THE TASK: Could you give the number of lines in the entries below that contain the word "ConnectionError"? Only the number is wanted.

DATA IN THIS EXERCISE:

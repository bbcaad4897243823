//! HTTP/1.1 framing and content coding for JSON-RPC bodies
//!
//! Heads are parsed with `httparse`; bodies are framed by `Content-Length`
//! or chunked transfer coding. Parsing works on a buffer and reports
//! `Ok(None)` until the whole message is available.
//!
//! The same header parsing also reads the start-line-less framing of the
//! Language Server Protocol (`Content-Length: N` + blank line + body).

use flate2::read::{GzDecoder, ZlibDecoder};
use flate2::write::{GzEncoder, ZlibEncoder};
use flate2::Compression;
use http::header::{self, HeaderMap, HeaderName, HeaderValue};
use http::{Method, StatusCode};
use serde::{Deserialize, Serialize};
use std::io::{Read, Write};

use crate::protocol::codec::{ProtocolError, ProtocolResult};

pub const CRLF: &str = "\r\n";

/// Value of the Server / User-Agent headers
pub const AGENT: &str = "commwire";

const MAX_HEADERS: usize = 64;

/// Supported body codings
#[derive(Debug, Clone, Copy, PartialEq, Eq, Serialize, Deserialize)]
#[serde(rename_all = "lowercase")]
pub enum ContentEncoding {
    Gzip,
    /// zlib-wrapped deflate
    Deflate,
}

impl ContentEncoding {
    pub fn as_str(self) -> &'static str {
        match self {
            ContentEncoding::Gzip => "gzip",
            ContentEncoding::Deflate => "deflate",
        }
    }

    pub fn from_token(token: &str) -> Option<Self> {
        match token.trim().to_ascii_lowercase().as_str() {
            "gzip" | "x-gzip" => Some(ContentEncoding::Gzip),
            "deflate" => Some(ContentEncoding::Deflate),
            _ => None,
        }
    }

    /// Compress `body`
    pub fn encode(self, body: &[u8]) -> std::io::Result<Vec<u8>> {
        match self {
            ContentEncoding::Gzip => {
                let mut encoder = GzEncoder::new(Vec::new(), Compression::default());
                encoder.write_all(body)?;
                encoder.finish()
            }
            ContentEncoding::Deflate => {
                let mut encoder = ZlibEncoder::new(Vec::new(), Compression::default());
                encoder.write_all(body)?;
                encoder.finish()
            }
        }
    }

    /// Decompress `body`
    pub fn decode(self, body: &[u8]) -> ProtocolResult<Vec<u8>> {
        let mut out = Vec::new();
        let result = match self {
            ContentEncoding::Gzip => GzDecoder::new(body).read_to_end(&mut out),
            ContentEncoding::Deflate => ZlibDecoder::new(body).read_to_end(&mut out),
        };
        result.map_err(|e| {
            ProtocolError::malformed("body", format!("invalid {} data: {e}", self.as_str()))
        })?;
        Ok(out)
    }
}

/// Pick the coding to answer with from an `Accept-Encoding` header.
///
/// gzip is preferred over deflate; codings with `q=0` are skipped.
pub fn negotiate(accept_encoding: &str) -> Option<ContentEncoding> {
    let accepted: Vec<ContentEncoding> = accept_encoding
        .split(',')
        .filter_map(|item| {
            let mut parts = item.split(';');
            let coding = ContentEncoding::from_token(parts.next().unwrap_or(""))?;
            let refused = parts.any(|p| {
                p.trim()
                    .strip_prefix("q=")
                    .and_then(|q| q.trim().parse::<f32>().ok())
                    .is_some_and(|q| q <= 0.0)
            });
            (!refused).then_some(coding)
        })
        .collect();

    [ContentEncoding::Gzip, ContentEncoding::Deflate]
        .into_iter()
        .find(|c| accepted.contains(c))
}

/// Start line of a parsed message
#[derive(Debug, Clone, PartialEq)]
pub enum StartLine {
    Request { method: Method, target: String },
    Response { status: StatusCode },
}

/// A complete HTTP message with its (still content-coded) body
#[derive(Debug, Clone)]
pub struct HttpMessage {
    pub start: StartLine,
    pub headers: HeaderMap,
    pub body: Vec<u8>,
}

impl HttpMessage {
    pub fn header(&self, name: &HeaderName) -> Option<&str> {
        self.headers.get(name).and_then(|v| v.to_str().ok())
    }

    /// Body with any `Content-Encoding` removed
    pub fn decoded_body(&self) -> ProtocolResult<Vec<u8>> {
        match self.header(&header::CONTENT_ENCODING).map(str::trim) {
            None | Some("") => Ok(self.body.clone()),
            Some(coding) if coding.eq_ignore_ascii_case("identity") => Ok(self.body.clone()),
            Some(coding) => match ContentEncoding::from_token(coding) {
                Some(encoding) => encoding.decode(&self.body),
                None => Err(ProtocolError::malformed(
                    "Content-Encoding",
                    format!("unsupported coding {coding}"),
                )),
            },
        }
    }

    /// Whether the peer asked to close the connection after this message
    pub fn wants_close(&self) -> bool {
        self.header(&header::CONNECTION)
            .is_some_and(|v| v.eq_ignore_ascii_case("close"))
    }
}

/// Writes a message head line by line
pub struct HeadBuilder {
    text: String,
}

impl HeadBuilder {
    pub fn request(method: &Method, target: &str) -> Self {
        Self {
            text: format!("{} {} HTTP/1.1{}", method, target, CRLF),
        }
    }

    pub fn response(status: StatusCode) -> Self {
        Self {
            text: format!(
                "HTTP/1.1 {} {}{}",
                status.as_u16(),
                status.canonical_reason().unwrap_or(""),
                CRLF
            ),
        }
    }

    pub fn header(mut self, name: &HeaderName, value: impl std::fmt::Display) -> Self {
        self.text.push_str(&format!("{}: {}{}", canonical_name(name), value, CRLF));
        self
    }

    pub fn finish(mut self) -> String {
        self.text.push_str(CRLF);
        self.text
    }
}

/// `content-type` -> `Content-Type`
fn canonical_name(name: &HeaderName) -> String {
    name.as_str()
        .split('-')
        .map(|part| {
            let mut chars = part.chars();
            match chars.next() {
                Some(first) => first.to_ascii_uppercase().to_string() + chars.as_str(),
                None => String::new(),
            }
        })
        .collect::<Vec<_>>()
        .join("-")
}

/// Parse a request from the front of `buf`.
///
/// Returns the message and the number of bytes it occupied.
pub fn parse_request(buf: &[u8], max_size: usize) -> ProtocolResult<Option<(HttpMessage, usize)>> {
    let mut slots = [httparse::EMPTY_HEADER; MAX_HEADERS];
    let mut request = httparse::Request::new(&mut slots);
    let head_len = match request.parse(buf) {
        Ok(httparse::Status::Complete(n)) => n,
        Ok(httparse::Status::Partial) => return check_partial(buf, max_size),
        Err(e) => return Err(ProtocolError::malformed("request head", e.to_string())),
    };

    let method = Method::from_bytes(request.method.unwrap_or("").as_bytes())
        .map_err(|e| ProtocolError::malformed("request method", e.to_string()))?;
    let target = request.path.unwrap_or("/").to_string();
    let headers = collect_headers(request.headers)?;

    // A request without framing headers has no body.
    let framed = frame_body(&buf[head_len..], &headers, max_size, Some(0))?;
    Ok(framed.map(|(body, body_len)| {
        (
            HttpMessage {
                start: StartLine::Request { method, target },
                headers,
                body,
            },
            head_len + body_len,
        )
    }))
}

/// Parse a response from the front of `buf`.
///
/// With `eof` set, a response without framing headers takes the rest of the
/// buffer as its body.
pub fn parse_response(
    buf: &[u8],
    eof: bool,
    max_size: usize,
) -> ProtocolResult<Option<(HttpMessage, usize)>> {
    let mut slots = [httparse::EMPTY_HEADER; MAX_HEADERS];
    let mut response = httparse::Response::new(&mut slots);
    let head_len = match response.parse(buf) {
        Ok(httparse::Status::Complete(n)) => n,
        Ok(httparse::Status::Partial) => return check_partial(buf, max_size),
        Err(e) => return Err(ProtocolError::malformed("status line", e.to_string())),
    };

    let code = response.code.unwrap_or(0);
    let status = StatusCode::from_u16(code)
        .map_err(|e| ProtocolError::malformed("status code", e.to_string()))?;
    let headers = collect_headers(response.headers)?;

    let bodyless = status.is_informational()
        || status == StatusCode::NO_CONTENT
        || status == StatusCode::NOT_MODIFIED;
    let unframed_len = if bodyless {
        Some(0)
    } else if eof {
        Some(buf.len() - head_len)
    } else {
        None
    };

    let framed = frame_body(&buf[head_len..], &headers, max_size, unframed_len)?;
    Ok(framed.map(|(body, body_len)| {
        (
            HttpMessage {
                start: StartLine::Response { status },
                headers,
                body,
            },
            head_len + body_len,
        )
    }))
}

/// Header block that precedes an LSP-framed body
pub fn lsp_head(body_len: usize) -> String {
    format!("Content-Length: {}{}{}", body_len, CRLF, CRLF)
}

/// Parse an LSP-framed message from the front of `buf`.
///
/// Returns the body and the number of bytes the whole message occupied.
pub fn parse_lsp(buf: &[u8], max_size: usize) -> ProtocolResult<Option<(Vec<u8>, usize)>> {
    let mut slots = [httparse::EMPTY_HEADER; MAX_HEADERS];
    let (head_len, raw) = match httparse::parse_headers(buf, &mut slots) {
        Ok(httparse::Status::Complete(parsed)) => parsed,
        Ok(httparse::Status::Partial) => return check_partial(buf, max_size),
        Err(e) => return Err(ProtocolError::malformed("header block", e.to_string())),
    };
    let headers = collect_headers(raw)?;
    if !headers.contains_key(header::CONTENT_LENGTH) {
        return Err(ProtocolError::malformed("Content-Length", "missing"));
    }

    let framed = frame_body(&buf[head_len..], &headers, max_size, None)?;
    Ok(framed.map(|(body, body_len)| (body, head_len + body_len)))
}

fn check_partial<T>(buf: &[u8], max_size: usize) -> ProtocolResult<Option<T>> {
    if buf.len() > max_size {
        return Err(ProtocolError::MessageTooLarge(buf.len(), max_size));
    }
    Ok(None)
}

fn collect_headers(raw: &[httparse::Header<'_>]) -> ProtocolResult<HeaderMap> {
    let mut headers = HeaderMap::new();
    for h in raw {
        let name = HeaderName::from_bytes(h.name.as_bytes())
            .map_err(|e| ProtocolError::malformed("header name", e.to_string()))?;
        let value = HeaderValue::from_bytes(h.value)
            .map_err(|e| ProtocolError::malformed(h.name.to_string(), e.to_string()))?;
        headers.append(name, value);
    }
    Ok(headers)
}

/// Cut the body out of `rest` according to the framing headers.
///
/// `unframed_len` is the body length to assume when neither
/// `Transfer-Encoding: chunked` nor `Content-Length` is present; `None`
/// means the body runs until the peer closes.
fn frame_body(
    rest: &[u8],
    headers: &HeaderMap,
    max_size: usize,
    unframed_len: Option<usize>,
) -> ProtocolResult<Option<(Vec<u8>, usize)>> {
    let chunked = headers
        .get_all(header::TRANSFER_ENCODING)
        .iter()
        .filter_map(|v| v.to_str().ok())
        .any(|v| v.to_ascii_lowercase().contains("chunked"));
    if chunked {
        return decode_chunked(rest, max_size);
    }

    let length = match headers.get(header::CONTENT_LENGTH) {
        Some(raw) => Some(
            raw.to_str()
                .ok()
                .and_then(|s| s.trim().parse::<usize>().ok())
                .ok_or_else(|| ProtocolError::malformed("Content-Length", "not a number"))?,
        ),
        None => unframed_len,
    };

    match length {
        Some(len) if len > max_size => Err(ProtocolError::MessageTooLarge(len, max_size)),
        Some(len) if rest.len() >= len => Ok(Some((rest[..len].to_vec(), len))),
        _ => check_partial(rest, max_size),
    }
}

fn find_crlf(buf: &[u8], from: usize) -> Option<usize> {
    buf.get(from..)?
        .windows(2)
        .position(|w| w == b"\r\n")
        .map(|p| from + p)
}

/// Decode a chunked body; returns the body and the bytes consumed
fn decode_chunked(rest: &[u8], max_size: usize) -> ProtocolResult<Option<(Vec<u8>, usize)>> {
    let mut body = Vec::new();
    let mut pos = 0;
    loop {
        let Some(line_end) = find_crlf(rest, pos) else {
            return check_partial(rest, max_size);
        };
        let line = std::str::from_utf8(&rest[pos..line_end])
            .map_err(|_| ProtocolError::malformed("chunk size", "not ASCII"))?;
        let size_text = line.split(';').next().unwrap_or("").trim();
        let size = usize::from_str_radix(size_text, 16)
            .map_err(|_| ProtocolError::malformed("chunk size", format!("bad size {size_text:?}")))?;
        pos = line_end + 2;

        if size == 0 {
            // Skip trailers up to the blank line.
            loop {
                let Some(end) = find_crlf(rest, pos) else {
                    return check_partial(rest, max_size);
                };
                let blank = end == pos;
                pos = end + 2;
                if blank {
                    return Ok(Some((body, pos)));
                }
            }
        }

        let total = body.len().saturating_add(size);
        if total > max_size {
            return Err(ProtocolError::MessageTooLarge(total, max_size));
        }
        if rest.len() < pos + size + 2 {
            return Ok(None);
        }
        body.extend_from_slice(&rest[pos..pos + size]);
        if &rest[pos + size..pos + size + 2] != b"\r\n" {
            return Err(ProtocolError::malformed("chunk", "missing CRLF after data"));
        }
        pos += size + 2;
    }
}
* * *
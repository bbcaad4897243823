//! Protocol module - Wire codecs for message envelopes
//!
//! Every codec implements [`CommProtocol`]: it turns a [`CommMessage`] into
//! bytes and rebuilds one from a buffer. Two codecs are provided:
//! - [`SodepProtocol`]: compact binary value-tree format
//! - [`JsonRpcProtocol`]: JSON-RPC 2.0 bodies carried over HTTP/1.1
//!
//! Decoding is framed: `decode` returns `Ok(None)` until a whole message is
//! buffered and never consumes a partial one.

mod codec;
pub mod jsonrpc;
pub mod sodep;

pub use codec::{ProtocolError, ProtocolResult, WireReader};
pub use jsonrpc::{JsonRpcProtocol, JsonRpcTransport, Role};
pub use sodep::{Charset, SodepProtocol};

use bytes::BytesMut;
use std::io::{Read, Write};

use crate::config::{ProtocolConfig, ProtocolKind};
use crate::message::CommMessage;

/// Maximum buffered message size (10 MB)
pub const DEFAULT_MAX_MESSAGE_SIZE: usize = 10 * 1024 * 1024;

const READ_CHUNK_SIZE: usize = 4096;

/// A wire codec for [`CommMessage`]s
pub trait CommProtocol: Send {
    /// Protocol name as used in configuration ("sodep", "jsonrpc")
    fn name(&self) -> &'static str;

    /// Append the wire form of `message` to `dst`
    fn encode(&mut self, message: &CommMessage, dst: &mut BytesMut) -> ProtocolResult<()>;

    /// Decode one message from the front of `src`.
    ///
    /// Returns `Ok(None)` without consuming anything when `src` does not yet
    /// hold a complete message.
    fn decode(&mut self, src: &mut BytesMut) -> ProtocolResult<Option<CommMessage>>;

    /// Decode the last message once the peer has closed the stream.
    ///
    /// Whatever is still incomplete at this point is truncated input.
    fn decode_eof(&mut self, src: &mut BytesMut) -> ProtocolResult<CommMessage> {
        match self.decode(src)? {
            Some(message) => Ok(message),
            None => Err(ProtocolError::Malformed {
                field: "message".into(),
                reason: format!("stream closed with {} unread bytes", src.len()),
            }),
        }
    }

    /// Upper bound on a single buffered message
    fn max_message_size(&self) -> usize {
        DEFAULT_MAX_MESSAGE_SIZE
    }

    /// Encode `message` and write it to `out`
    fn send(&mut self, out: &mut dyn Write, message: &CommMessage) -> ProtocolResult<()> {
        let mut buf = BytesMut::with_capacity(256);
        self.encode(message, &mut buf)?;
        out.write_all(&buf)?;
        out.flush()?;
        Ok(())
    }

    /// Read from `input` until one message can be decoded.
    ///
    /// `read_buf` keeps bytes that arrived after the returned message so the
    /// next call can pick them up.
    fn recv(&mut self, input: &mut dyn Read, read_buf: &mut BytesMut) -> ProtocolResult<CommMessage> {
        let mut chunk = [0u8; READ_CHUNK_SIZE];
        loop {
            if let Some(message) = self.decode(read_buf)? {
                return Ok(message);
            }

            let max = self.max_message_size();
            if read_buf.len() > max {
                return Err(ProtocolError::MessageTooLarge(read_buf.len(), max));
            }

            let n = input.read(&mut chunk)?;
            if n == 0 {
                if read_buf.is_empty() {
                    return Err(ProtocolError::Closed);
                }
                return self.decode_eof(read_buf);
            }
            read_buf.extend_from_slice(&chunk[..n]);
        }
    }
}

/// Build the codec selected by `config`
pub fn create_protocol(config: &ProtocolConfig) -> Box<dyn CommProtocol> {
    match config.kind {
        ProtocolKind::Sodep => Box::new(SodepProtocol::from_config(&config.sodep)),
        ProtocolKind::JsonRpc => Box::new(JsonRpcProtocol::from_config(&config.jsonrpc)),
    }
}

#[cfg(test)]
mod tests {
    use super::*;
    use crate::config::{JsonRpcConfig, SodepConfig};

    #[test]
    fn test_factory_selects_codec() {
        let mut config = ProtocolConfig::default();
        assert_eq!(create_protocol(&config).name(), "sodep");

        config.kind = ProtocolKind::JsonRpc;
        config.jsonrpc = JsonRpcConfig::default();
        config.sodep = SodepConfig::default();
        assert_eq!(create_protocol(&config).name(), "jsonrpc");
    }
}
...
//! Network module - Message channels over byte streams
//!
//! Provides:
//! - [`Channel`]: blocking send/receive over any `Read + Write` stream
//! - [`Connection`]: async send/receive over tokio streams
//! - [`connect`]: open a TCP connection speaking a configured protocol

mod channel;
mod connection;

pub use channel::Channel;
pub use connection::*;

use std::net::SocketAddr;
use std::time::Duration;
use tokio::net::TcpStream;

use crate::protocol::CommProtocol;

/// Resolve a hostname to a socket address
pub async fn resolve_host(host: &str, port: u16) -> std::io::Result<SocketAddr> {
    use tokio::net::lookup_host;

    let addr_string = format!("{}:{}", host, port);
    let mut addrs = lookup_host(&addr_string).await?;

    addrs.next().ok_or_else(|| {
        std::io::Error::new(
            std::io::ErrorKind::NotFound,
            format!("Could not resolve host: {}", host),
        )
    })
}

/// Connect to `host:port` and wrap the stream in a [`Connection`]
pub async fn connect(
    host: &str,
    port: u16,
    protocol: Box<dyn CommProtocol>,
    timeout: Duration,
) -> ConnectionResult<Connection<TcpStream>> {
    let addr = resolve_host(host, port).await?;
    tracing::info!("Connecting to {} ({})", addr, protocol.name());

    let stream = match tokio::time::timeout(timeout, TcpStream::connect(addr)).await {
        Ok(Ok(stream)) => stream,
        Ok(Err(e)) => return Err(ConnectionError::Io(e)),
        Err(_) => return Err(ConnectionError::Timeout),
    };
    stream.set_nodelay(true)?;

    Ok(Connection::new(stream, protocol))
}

SOLUTION TO THE EXERCISE: 2